15 ANOS DE PRECARIZAÇÃO DA EDUCAÇÃO EM ALAGOAS - MONITORIA EM QUESTÃO

Segundo as avaliações do Índice de Desenvolvimento da Educação Básica (Ideb), divulgados em 2012, o estado de Alagoas apresentou os piores índices de educação do Brasil nos dois ciclos do ensino: (1) fundamental e (2) médio. O que não é de se estranhar, já que desde 1998, isto é, há quinze anos, o sistema educacional alagoano encontra-se em caráter de emergência. Contudo, nenhuma atitude é tomada por parte dos governantes para reverter a situação.

Em 01 de junho de 1998, o então governador do estado, Manoel Gomes de Barros (Mano), assinou a Lei nº 6.018/98, a qual se refere à contratação temporária de profissionais para compor o serviço público. Segundo a lei, a contratação de profissionais temporários só deve ser realizada em caso de excepcional interesse público, como em casos de: a) carência comprovada de pessoal para atender exclusivamente à saúde, nas áreas de urgência e emergência; b) carência comprovada de pessoal para atender à educação, na área do ensino dos 1º e 2º graus (ensino fundamental e médio respectivamente); c) calamidade pública etc.
 
Desde então, acontece a contratação de Professores-Monitores/temporários. O que nos leva a concluir que há 15 anos Alagoas se encontra com carência de professores nas escolas da Rede Pública. Entretanto, é inconcebível que a educação do estado mantenha-se em emergência por tanto tempo. O estado de emergência deveria ser decretado para solucionar problemas imediatos.

Sem mencionar a desvalorização dessa categoria, que passa pela instabilidade empregatícia e a questão da aposentadoria. No primeiro caso, os monitores podem ser dispensados a qualquer momento, por qualquer motivo, além de ter contrato de no máximo dois anos. Fato este que impede o desenvolvimento de um bom planejamento de ensino. Pois quando o professor consegue desenvolver projeto/aprendizagem este é quebrado pela substituição de novos monitores. Quem sai mais prejudicado são os alunos.

Já no que se refere à aposentadoria, os professores-monitores não se aposentarão com os mesmos benefícios dos efetivos, isto é, terão de trabalhar cinco anos a mais. Além de não poderem pedir afastamento por qualquer motivo que seja mesmo sendo de saúde e não receber por planejamento de aula, correção de trabalho, preenchimento de caderneta, etc.

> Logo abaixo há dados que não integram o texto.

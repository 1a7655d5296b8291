//! Audit data models

use chrono::{DateTime, Utc};
use serde::{Deserialize, Serialize};
use serde_json::Value as JsonValue;
use std::str::FromStr;
use uuid::Uuid;

/// Mutating operations that produce audit records
#[derive(Debug, Clone, Copy, PartialEq, Eq, Hash, Serialize, Deserialize)]
#[serde(rename_all = "snake_case")]
pub enum AuditOperation {
    AssignmentCreate,
    AssignmentUpdate,
    AssignmentSupersede,
    NodeCreate,
    NodeDisable,
}

impl AuditOperation {
    pub fn as_str(&self) -> &'static str {
        match self {
            Self::AssignmentCreate => "assignment_create",
            Self::AssignmentUpdate => "assignment_update",
            Self::AssignmentSupersede => "assignment_supersede",
            Self::NodeCreate => "node_create",
            Self::NodeDisable => "node_disable",
        }
    }
}

impl std::fmt::Display for AuditOperation {
    fn fmt(&self, f: &mut std::fmt::Formatter<'_>) -> std::fmt::Result {
        write!(f, "{}", self.as_str())
    }
}

impl FromStr for AuditOperation {
    type Err = String;

    fn from_str(s: &str) -> Result<Self, Self::Err> {
        match s {
            "assignment_create" => Ok(Self::AssignmentCreate),
            "assignment_update" => Ok(Self::AssignmentUpdate),
            "assignment_supersede" => Ok(Self::AssignmentSupersede),
            "node_create" => Ok(Self::NodeCreate),
            "node_disable" => Ok(Self::NodeDisable),
            other => Err(format!("unknown audit operation '{other}'")),
        }
    }
}

/// Row affected by a mutation: table plus its key columns
#[derive(Debug, Clone, PartialEq, Serialize, Deserialize)]
pub struct AuditTarget {
    pub table: String,
    pub keys: JsonValue,
}

/// Immutable audit record, written in the same transaction as the change
#[derive(Debug, Clone, PartialEq, Serialize, Deserialize)]
#[serde(rename_all = "camelCase")]
pub struct AuditRecord {
    pub id: Uuid,
    pub actor: String,
    pub operation: AuditOperation,
    pub target: AuditTarget,
    pub before_value: Option<JsonValue>,
    pub after_value: Option<JsonValue>,
    pub correlation_id: String,
    pub timestamp: DateTime<Utc>,
}

/// Who is mutating, under which request, at what time
#[derive(Debug, Clone, PartialEq, Eq)]
pub struct MutationContext {
    pub actor: String,
    pub correlation_id: String,
    pub at: DateTime<Utc>,
}

impl MutationContext {
    pub fn new(actor: impl Into<String>, correlation_id: impl Into<String>, at: DateTime<Utc>) -> Self {
        Self {
            actor: actor.into(),
            correlation_id: correlation_id.into(),
            at,
        }
    }
}

#[cfg(test)]
mod tests {
    use super::*;

    #[test]
    fn test_operation_round_trips_through_text() {
        for op in [
            AuditOperation::AssignmentCreate,
            AuditOperation::AssignmentUpdate,
            AuditOperation::AssignmentSupersede,
            AuditOperation::NodeCreate,
            AuditOperation::NodeDisable,
        ] {
            assert_eq!(op.as_str().parse::<AuditOperation>().unwrap(), op);
        }
        assert!("assignment_delete".parse::<AuditOperation>().is_err());
    }

    #[test]
    fn test_operation_serialization() {
        let json = serde_json::to_string(&AuditOperation::AssignmentSupersede).unwrap();
        assert_eq!(json, r#""assignment_supersede""#);
    }
}
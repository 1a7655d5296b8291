//! Skillgate Server - Main entry point

use anyhow::Result;
use skillgate_common::logging::{init_logging, LogConfig};
use std::{net::SocketAddr, sync::Arc, time::Duration};
use tokio::signal;
use tracing::info;

use skillgate_server::{
    allowlist::AllowlistRegistry,
    clock::SystemClock,
    config::{BackendKind, Config},
    gateway::{create_router, AppState, Gateway},
    store::{memory::MemoryBackend, postgres::PgBackend, AssignmentStore, ReadBackend},
};

#[tokio::main]
async fn main() -> Result<()> {
    let log_config = LogConfig::default()
        .with_file_prefix("skillgate-server")
        .with_filter_directives("skillgate_server=debug,tower_http=debug,sqlx=warn")
        .merge_env()?;

    let _guard = init_logging(&log_config)?;

    info!("Starting Skillgate Server");

    let config = Config::load()?;
    info!(
        backend = ?config.backend,
        "Configuration loaded - server will bind to {}:{}",
        config.server.host, config.server.port
    );

    let registry = Arc::new(AllowlistRegistry::load(&config.allowlist_path)?);
    info!(
        path = %config.allowlist_path.display(),
        tables = registry.tables().count(),
        "Allowlist loaded"
    );

    match config.backend {
        BackendKind::Postgres => {
            let backend = Arc::new(PgBackend::connect(&config.database).await?);
            info!("Database connection pool established and migrations applied");
            serve(&config, registry, backend).await
        },
        BackendKind::Memory => {
            let backend = match &config.memory_seed_path {
                Some(path) => {
                    info!(seed = %path.display(), "Loading in-memory backend fixture");
                    MemoryBackend::from_seed_file(path)?
                },
                None => MemoryBackend::new(),
            };
            tracing::warn!("Running against the in-memory backend; data is not persisted");
            serve(&config, registry, Arc::new(backend)).await
        },
    }
}

async fn serve<B>(config: &Config, registry: Arc<AllowlistRegistry>, backend: Arc<B>) -> Result<()>
where
    B: ReadBackend + AssignmentStore + 'static,
{
    let gateway = Gateway::new(config, registry, backend, Arc::new(SystemClock));
    let state = AppState {
        gateway: Arc::new(gateway),
    };
    let app = create_router(state, &config.cors);

    let addr: SocketAddr = format!("{}:{}", config.server.host, config.server.port).parse()?;
    info!("Server listening on {}", addr);

    let listener = tokio::net::TcpListener::bind(addr).await?;

    axum::serve(listener, app)
        .with_graceful_shutdown(shutdown_signal(config.server.shutdown_timeout_secs))
        .await?;

    info!("Server shut down gracefully");

    Ok(())
}

async fn shutdown_signal(timeout_secs: u64) {
    let ctrl_c = async {
        if let Err(e) = signal::ctrl_c().await {
            tracing::error!("Failed to install Ctrl+C handler: {}", e);
        }
    };

    #[cfg(unix)]
    let terminate = async {
        match signal::unix::signal(signal::unix::SignalKind::terminate()) {
            Ok(mut signal) => {
                signal.recv().await;
            },
            Err(e) => {
                tracing::error!("Failed to install SIGTERM handler: {}", e);
            },
        }
    };

    #[cfg(not(unix))]
    let terminate = std::future::pending::<()>();

    tokio::select! {
        _ = ctrl_c => {
            info!("Received Ctrl+C, starting graceful shutdown");
        },
        _ = terminate => {
            info!("Received terminate signal, starting graceful shutdown");
        },
    }

    info!("Waiting up to {} seconds for connections to close", timeout_secs);
    tokio::time::sleep(Duration::from_secs(timeout_secs.min(5))).await;
}
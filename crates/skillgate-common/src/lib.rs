//! Skillgate Common Library
#![deny(clippy::unwrap_used, clippy::expect_used)]
//!
//! Shared types, error handling and logging for the Skillgate workspace.
//!
//! # Overview
//!
//! - **Types**: hierarchy nodes, entities, assignments and the proficiency scale
//! - **Error Handling**: the common error and result types
//! - **Logging**: centralised `tracing` subscriber initialisation
//!
//! # Example
//!
//! ```no_run
//! use skillgate_common::types::{NodeId, ProficiencyLevel};
//!
//! fn parse() -> skillgate_common::Result<()> {
//!     let node = NodeId::parse("skill-rust")?;
//!     let level = ProficiencyLevel::try_from(3)?;
//!     println!("{node} -> {level}");
//!     Ok(())
//! }
//! ```

pub mod error;
pub mod logging;
pub mod types;

// Re-export commonly used types
pub use error::{Result, SkillgateError};
//! Query router
//!
//! Generic reads arrive as a table name, an optional column subset and
//! optional filter predicates. The router vets every name against the
//! allowlist, turns the request into a [`ReadPlan`] and dispatches it either as
//! a direct parameterized `SELECT` or as a call to a named server-side
//! procedure, as declared for the table.
//!
//! Results are capped: reads naming an explicit column subset may return up
//! to the row ceiling, full-width reads stop at a lower limit. A capped result
//! is flagged `truncated`.

pub mod plan;
pub mod request;
pub mod router;

use thiserror::Error;

use crate::allowlist::AllowlistError;
use crate::error::{ErrorKind, GatewayError};
use crate::store::StoreError;

pub use plan::{ProcedureCall, ReadPlan, SelectStatement};
pub use request::{CompareOp, FilterPredicate, ReadRequest, Scalar};
pub use router::{QueryRouter, ReadResult};

/// Classified read failure
#[derive(Debug, Error)]
pub enum QueryError {
    #[error("Not found: {0}")]
    NotFound(String),

    #[error(transparent)]
    PermissionDenied(AllowlistError),

    #[error("Malformed read request: {0}")]
    Malformed(String),

    #[error("Backend unavailable: {0}")]
    BackendUnavailable(String),
}

impl QueryError {
    pub fn kind(&self) -> ErrorKind {
        match self {
            Self::NotFound(_) => ErrorKind::NotFound,
            Self::PermissionDenied(AllowlistError::InvalidIdentifier(_)) => ErrorKind::Malformed,
            Self::PermissionDenied(_) => ErrorKind::PermissionDenied,
            Self::Malformed(_) => ErrorKind::Malformed,
            Self::BackendUnavailable(_) => ErrorKind::BackendUnavailable,
        }
    }
}

impl From<AllowlistError> for QueryError {
    fn from(err: AllowlistError) -> Self {
        Self::PermissionDenied(err)
    }
}

impl From<StoreError> for QueryError {
    fn from(err: StoreError) -> Self {
        let message = err.to_string();
        match err.kind() {
            ErrorKind::NotFound => Self::NotFound(message),
            ErrorKind::Malformed => Self::Malformed(message),
            _ => Self::BackendUnavailable(message),
        }
    }
}

impl From<QueryError> for GatewayError {
    fn from(err: QueryError) -> Self {
        match err {
            QueryError::PermissionDenied(inner) => inner.into(),
            QueryError::NotFound(message) => GatewayError::not_found(message),
            QueryError::Malformed(message) => GatewayError::malformed(message),
            QueryError::BackendUnavailable(message) => GatewayError::backend_unavailable(message),
        }
    }
}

Esse descaso com a educação gera os resultados que as pesquisas vem mostrando repetidamente. Ano após ano Alagoas aparece em último lugar no ranking da educação. O último estudo divulgado revela que apenas 3,6% dos estudantes possuem aprendizado adequado para a série em que estão. (Fonte: http://gazetaweb.globo.com/noticia.php?c=338575&e=2). Situação esta que se agrava após quase 8 anos de governo do Teo Vilela (PSDB), pois durante todo este período não se realizou um concurso para área da educação.

Porém a melhora na educação básica alagoana não passa apenas pela realização de concurso público. Temos que exigir do Governo Federal o investimento de 10% do PIB nacional na educação pública já. Infelizmente o PT e a CUT, organizações que estão na direção do Sindicato dos Trabalhadores da Educação de Alagoas (SINTEAL), limitam-se a fazer críticas pormenorizadas ao governo estadual, mas não vão a raiz exigindo um novo projeto de educação nacional.

O estado de Alagoas apresenta carência de 3,4 mil funcionários no setor da educação. Diante desta crise exigimos do atual governador, Teo Vilela, que seja realizado concurso público imediato para professores das escolas estaduais, além de concurso para os cargos de merendeiros, de serviços gerais e cargos administrativos. E exigimos da presidenta Dilma 10% do pib para a educação pública já.